> [Problem to work on]: List each line of the data in which the string "Manufacturer" appears.

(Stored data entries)
__________

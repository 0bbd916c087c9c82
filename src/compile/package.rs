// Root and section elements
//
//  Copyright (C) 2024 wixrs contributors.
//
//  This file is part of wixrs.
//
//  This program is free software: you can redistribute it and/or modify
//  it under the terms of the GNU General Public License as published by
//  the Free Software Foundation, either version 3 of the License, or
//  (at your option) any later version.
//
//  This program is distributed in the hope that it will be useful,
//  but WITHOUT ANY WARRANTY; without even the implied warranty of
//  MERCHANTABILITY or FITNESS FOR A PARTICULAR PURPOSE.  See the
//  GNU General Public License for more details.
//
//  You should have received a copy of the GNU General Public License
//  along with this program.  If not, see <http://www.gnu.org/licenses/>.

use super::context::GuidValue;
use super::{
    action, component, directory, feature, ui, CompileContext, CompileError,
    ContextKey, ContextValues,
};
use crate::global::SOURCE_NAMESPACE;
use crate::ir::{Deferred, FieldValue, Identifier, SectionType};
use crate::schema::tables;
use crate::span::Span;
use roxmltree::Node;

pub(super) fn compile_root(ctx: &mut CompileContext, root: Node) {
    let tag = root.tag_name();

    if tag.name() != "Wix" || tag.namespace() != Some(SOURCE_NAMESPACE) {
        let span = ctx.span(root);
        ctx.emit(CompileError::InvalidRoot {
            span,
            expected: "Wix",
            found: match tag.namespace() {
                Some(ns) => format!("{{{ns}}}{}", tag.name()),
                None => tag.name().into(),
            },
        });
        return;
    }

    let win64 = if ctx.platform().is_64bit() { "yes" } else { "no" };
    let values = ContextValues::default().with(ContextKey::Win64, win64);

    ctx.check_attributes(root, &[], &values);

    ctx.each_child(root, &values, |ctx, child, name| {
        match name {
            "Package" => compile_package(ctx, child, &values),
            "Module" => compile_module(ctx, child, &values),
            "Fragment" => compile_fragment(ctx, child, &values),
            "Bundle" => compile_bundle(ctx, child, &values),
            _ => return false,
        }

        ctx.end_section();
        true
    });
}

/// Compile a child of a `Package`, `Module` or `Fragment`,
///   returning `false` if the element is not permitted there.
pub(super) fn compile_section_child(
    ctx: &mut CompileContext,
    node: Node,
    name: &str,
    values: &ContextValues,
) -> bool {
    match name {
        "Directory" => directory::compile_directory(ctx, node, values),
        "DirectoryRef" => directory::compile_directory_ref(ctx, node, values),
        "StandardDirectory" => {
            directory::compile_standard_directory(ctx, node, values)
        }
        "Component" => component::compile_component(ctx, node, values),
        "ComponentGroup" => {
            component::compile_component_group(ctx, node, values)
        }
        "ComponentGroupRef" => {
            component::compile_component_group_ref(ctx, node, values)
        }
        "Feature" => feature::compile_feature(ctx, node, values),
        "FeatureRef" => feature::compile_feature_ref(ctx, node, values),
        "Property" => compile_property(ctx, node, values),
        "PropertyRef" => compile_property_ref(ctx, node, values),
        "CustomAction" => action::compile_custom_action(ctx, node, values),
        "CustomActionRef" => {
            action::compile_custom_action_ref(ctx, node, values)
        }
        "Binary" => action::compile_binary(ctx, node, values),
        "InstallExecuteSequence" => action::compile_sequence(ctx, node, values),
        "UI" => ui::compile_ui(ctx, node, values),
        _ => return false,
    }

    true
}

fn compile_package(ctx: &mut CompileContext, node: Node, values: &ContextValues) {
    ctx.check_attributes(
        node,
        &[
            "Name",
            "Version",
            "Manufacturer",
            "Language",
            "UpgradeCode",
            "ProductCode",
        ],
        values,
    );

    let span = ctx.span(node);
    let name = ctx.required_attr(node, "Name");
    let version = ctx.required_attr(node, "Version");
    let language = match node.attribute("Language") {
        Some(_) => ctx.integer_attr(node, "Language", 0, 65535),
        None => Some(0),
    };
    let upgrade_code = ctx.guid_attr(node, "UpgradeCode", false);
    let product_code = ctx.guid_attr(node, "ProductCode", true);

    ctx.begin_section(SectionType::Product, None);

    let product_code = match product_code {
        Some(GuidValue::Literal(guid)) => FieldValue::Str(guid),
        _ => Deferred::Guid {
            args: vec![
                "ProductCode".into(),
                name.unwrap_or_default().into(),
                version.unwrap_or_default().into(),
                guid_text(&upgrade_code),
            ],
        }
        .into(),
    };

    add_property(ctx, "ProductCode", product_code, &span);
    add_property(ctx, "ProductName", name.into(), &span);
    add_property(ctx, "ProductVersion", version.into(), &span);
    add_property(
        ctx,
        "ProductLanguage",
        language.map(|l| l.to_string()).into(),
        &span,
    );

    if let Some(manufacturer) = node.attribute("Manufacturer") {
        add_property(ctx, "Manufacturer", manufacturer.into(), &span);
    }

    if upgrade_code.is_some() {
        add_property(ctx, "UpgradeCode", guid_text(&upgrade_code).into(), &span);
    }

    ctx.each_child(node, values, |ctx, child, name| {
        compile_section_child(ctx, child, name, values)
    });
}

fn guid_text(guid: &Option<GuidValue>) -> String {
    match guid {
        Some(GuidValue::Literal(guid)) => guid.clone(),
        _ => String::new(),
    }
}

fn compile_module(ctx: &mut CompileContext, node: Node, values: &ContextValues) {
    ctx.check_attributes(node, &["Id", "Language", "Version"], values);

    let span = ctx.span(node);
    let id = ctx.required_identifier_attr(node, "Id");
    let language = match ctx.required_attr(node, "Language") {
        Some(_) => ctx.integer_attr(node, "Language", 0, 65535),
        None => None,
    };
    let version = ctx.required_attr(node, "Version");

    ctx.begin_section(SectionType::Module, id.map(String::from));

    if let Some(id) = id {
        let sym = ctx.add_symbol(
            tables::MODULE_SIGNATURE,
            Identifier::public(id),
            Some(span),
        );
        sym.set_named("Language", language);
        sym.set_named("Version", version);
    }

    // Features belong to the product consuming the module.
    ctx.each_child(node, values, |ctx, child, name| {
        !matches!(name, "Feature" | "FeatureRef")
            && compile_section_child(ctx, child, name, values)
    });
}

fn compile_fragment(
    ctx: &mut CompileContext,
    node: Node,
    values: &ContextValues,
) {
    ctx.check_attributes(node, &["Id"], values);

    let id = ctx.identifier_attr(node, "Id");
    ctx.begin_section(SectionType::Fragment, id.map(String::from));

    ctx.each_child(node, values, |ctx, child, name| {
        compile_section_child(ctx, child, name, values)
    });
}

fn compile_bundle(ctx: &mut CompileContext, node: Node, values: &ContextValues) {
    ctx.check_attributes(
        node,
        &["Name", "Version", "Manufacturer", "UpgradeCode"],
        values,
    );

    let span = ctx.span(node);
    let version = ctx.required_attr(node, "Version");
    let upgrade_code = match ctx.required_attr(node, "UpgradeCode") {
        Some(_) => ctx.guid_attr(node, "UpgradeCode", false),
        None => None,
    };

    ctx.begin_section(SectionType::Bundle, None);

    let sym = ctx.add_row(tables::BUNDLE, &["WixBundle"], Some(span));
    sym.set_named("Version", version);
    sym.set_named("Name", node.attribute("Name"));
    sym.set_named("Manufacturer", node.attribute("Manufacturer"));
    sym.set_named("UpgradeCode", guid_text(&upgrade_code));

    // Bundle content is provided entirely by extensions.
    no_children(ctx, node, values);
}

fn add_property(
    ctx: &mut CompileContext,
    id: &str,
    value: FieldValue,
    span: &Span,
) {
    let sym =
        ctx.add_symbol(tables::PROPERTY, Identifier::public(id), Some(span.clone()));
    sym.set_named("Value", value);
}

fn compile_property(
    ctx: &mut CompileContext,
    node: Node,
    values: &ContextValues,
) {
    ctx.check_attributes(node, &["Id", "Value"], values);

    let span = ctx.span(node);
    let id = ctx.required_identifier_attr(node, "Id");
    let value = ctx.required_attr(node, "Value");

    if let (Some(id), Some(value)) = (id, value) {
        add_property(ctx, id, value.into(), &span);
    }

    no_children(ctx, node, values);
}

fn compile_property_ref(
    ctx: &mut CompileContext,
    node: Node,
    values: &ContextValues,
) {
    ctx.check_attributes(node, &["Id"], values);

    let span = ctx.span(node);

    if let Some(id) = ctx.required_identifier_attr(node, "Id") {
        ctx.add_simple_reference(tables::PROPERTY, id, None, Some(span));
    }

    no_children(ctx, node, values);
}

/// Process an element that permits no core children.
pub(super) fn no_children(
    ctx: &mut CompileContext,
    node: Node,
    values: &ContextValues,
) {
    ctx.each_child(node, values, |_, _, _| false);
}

__________

> [Solution below]:
            "Manufacturer",
    if let Some(manufacturer) = node.attribute("Manufacturer") {
        add_property(ctx, "Manufacturer", manufacturer.into(), &span);
        &["Name", "Version", "Manufacturer", "UpgradeCode"],
    sym.set_named("Manufacturer", node.attribute("Manufacturer"));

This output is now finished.